ACTIVITY - Please copy each line below that contains the word "tracing".

GIVEN DATA -
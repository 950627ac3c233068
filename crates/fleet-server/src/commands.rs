//! Operator command dispatch with a role gate.

use std::fmt;
use std::str::FromStr;

use fleet_core::FleetRegistry;
use serde::{Deserialize, Serialize};
use thiserror::Error;

/// Role of the caller, as supplied by the authentication layer.
#[derive(Debug, Clone, Copy, PartialEq, Eq, Serialize, Deserialize)]
#[serde(rename_all = "snake_case")]
pub enum OperatorRole {
    Commander,
    Operator,
    Analyst,
}

impl OperatorRole {
    /// Analysts have read-only access.
    pub fn can_control(self) -> bool {
        matches!(self, OperatorRole::Commander | OperatorRole::Operator)
    }

    pub fn as_str(self) -> &'static str {
        match self {
            OperatorRole::Commander => "commander",
            OperatorRole::Operator => "operator",
            OperatorRole::Analyst => "analyst",
        }
    }
}

impl fmt::Display for OperatorRole {
    fn fmt(&self, f: &mut fmt::Formatter<'_>) -> fmt::Result {
        f.write_str(self.as_str())
    }
}

impl FromStr for OperatorRole {
    type Err = CommandError;

    fn from_str(s: &str) -> Result<Self, Self::Err> {
        match s.trim().to_ascii_lowercase().as_str() {
            "commander" => Ok(OperatorRole::Commander),
            "operator" => Ok(OperatorRole::Operator),
            "analyst" => Ok(OperatorRole::Analyst),
            other => Err(CommandError::UnknownRole(other.to_string())),
        }
    }
}

#[derive(Debug, Clone, Copy, PartialEq, Eq, Serialize, Deserialize)]
#[serde(rename_all = "snake_case")]
pub enum FleetCommand {
    Pause,
    Resume,
    TogglePause,
    Kill,
    Rtb,
    Loiter,
}

impl FromStr for FleetCommand {
    type Err = CommandError;

    fn from_str(s: &str) -> Result<Self, Self::Err> {
        match s.trim().to_ascii_lowercase().as_str() {
            "pause" => Ok(FleetCommand::Pause),
            "resume" => Ok(FleetCommand::Resume),
            "toggle_pause" | "toggle" => Ok(FleetCommand::TogglePause),
            "kill" => Ok(FleetCommand::Kill),
            "rtb" | "return_to_base" => Ok(FleetCommand::Rtb),
            "loiter" => Ok(FleetCommand::Loiter),
            other => Err(CommandError::UnknownCommand(other.to_string())),
        }
    }
}

#[derive(Debug, Clone, PartialEq, Eq, Error)]
pub enum CommandError {
    #[error("role '{0}' may not control vehicles")]
    Forbidden(OperatorRole),
    #[error("unknown command '{0}'")]
    UnknownCommand(String),
    #[error("unknown role '{0}'")]
    UnknownRole(String),
}

/// Apply `command` to vehicle `id` on behalf of `role`.
///
/// Returns `Ok(false)` when the vehicle does not exist.
pub fn dispatch(
    fleet: &FleetRegistry,
    role: OperatorRole,
    id: &str,
    command: FleetCommand,
) -> Result<bool, CommandError> {
    if !role.can_control() {
        tracing::warn!(vehicle = %id, role = %role, command = ?command, "Command rejected");
        return Err(CommandError::Forbidden(role));
    }

    let applied = match command {
        FleetCommand::Pause => fleet.pause(id),
        FleetCommand::Resume => fleet.resume(id),
        FleetCommand::TogglePause => fleet.toggle_pause(id),
        FleetCommand::Kill => fleet.kill(id),
        FleetCommand::Rtb => fleet.return_to_base(id),
        FleetCommand::Loiter => fleet.loiter(id),
    };

    tracing::info!(vehicle = %id, role = %role, command = ?command, applied, "Command dispatched");
    Ok(applied)
}
//! Demo fleet and no-fly zones around the campus airfield.

use crate::error::{FleetError, GeofenceError};
use crate::fleet::FleetRegistry;
use crate::geofence::GeofenceIndex;
use crate::models::VehicleClass;

/// Demo vehicles: (id, class, home lat, home lon, model).
pub const DEMO_FLEET: [(&str, VehicleClass, f64, f64, &str); 6] = [
    ("REAPER-01", VehicleClass::FixedWing, 12.8406, 80.1530, "MQ-9 Reaper"),
    ("PREDATOR-02", VehicleClass::FixedWing, 12.8450, 80.1600, "MQ-1 Predator"),
    ("RAVEN-03", VehicleClass::RotaryWing, 12.8420, 80.1505, "RQ-11 Raven"),
    ("WASP-04", VehicleClass::RotaryWing, 12.8385, 80.1555, "AeroVironment Wasp"),
    ("HAWK-05", VehicleClass::FixedWing, 12.8445, 80.1480, "RQ-21 Blackjack"),
    ("SHADOW-06", VehicleClass::FixedWing, 12.8465, 80.1525, "RQ-7 Shadow"),
];

#[derive(Debug, thiserror::Error)]
pub enum ScenarioError {
    #[error(transparent)]
    Fleet(#[from] FleetError),
    #[error(transparent)]
    Geofence(#[from] GeofenceError),
}

/// Register the demo no-fly zones.
pub fn seed_geofences(geofences: &GeofenceIndex) -> Result<(), GeofenceError> {
    geofences.add_geofence(
        "NFZ-001",
        "Main Academic Block",
        vec![
            [12.8425, 80.1520],
            [12.8425, 80.1540],
            [12.8405, 80.1540],
            [12.8405, 80.1520],
        ],
        "red",
    )?;
    geofences.add_geofence(
        "NFZ-002",
        "Hostel Zone",
        vec![
            [12.8380, 80.1500],
            [12.8380, 80.1520],
            [12.8360, 80.1520],
            [12.8360, 80.1500],
        ],
        "orange",
    )?;
    Ok(())
}

/// Register the demo fleet.
pub fn seed_fleet(fleet: &FleetRegistry) -> Result<(), FleetError> {
    for (id, class, lat, lon, model) in DEMO_FLEET {
        fleet.register(id, class, lat, lon, model)?;
    }
    Ok(())
}

/// Register both the demo fleet and its no-fly zones.
pub fn seed_demo(fleet: &FleetRegistry, geofences: &GeofenceIndex) -> Result<(), ScenarioError> {
    seed_geofences(geofences)?;
    seed_fleet(fleet)?;
    Ok(())
}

SOLUTION TO THIS TASK -
        tracing::warn!(vehicle = %id, role = %role, command = ?command, "Command rejected");
    tracing::info!(vehicle = %id, role = %role, command = ?command, applied, "Command dispatched");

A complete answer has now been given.